Records drawn from a dataset

******************************

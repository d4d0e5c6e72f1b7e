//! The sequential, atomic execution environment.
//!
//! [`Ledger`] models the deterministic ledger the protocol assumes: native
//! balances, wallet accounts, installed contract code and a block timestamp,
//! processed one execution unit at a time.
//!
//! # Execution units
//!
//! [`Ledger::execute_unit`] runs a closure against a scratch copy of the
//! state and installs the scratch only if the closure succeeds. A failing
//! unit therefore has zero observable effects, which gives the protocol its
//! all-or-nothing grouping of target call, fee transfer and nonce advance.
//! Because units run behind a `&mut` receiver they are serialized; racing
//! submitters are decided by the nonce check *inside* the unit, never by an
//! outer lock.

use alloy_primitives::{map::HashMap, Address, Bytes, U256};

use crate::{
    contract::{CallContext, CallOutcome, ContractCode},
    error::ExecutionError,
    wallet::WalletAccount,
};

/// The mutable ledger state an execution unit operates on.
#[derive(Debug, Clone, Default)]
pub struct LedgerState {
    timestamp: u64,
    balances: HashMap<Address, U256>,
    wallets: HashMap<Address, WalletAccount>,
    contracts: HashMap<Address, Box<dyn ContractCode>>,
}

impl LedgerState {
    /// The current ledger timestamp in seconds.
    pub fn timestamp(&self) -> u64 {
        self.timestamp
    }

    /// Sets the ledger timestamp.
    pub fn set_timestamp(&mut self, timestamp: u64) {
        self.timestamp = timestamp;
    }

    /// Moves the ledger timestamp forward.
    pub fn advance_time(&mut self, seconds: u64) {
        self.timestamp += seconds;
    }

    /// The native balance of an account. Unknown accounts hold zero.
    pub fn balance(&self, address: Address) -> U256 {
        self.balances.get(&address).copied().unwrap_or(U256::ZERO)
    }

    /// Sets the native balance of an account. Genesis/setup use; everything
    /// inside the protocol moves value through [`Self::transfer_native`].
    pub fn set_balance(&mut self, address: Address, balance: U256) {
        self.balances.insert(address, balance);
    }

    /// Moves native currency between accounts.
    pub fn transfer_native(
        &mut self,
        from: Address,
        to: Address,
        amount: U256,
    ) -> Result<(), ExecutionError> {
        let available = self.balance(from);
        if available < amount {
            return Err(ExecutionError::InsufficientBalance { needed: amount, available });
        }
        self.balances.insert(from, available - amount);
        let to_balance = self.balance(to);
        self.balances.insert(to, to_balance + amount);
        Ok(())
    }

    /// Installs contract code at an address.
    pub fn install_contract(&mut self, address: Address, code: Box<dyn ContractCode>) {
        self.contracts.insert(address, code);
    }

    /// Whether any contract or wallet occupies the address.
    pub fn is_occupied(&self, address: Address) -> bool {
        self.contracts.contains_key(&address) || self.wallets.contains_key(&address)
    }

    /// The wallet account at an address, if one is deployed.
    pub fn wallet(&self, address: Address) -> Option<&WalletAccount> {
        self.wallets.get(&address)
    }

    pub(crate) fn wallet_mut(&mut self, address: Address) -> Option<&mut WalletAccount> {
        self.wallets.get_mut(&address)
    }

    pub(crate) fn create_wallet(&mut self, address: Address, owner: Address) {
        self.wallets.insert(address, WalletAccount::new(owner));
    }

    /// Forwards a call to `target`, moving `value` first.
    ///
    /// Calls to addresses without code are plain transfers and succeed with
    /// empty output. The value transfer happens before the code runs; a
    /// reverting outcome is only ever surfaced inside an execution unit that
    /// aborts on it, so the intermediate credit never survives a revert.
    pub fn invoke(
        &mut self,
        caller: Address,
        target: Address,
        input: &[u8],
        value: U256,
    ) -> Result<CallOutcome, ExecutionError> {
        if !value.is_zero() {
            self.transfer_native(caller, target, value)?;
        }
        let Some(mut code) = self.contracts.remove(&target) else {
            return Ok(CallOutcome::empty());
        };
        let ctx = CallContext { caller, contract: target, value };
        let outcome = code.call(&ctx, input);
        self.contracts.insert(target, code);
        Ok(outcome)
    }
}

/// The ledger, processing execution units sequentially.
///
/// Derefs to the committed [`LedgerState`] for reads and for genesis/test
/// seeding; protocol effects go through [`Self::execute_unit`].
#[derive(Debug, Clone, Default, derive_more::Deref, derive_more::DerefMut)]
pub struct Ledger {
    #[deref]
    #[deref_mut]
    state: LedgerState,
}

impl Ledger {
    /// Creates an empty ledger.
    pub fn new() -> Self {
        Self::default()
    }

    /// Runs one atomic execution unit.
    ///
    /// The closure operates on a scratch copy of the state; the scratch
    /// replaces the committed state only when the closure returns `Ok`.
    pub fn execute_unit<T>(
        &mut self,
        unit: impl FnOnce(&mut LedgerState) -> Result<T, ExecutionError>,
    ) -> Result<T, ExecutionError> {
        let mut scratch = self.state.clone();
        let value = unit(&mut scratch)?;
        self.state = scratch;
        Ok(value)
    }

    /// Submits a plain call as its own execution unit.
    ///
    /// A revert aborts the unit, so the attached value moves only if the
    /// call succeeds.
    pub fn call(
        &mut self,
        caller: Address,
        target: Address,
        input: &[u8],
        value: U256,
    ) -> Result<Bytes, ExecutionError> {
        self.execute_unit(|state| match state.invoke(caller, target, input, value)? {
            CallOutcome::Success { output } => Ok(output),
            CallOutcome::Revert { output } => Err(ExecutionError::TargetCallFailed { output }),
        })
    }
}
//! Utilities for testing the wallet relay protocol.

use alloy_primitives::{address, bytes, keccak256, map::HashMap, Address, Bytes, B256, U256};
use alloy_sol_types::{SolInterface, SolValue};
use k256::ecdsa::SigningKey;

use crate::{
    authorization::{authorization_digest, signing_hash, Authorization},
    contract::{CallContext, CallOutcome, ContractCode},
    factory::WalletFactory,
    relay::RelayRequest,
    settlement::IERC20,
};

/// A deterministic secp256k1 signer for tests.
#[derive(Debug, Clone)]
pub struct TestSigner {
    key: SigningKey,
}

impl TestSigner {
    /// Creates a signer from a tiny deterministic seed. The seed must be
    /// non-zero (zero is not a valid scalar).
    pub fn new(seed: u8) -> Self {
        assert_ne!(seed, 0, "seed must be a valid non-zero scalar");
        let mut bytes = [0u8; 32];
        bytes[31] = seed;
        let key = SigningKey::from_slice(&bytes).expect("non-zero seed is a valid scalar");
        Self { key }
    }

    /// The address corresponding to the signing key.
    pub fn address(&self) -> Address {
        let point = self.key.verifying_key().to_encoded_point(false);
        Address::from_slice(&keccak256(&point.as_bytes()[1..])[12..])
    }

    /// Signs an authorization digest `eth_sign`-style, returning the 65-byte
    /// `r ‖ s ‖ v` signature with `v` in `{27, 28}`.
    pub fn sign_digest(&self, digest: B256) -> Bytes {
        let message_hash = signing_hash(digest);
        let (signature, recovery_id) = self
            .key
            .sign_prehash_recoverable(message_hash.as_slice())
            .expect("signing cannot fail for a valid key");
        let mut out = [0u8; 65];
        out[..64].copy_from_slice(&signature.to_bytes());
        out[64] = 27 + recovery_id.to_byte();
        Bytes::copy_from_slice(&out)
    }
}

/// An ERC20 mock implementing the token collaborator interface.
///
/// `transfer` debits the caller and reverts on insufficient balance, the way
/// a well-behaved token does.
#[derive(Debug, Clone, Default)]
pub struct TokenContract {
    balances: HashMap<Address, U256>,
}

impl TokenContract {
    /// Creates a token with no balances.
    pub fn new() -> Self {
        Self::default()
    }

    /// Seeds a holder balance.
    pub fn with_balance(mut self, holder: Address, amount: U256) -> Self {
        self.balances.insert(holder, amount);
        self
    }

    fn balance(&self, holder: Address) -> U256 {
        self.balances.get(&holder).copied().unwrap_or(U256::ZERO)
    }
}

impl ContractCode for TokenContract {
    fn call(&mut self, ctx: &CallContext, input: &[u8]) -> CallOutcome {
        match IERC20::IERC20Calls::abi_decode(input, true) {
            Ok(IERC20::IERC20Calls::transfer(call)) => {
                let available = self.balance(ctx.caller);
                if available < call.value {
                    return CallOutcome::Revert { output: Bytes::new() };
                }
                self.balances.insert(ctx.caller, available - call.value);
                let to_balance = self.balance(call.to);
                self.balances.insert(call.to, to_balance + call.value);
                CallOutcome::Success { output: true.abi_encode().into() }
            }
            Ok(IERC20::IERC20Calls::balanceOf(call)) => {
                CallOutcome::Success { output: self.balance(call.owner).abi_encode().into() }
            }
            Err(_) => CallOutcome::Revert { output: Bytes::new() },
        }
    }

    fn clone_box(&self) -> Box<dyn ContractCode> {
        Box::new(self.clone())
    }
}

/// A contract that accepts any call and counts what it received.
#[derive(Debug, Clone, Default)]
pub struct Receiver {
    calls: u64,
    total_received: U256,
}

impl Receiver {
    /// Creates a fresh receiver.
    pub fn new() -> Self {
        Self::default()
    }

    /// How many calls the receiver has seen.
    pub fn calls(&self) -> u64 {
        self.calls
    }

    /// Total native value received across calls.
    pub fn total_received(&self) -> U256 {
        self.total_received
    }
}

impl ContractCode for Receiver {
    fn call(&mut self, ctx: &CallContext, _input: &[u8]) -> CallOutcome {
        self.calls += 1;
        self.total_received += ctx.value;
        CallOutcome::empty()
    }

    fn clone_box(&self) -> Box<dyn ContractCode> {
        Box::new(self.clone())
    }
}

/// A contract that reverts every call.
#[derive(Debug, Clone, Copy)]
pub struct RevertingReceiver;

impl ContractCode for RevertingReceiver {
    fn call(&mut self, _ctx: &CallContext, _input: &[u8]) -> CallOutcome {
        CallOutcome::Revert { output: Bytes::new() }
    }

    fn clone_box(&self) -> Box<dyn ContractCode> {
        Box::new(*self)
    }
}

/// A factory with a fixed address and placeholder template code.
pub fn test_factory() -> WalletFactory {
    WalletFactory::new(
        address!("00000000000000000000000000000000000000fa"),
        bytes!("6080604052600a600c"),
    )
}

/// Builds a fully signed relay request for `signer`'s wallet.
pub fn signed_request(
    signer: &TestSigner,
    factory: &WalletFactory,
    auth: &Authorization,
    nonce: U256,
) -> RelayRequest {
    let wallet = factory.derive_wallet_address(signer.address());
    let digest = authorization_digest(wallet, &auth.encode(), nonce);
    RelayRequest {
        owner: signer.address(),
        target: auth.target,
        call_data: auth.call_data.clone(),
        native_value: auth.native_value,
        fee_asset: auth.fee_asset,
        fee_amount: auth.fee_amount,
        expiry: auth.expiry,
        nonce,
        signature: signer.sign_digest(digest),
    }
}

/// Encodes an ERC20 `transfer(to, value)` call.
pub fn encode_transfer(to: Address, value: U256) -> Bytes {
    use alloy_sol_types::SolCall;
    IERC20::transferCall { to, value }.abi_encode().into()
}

******************************

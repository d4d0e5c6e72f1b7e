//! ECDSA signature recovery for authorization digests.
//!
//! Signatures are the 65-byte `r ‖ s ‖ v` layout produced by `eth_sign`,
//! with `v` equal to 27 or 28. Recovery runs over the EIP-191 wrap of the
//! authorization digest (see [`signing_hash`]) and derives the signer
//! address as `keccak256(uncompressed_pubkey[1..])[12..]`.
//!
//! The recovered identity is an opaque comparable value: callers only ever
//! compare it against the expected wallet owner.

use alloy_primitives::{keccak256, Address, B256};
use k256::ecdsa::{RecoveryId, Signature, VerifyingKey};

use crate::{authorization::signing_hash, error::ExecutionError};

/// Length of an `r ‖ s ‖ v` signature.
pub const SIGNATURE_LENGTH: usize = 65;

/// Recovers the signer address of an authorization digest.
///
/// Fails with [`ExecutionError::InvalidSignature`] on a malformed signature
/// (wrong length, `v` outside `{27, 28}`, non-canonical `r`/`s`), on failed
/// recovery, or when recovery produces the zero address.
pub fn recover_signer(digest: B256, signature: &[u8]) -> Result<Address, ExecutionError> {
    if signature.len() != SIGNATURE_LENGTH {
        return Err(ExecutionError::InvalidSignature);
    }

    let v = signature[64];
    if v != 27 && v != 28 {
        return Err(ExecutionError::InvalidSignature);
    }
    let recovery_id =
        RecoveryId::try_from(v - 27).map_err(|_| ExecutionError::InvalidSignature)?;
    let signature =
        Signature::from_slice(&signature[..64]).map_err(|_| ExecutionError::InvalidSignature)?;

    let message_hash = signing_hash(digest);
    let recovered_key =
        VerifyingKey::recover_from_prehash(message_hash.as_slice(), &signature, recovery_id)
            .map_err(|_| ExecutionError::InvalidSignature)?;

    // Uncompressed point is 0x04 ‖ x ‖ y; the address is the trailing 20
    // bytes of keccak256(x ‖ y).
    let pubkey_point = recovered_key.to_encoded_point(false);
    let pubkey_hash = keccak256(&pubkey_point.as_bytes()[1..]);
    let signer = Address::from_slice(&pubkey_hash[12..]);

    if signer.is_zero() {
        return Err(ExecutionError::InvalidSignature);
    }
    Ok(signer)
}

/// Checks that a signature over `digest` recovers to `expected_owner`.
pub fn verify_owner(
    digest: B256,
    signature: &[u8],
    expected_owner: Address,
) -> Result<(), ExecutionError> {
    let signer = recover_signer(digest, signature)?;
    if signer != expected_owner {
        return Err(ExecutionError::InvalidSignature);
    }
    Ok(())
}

******************************

WHAT YOU ARE ASKED TO DO >>
For the string "true", go through the entries above and copy each line where it occurs.

TASK SOLUTION >>
        match IERC20::IERC20Calls::abi_decode(input, true) {
                CallOutcome::Success { output: true.abi_encode().into() }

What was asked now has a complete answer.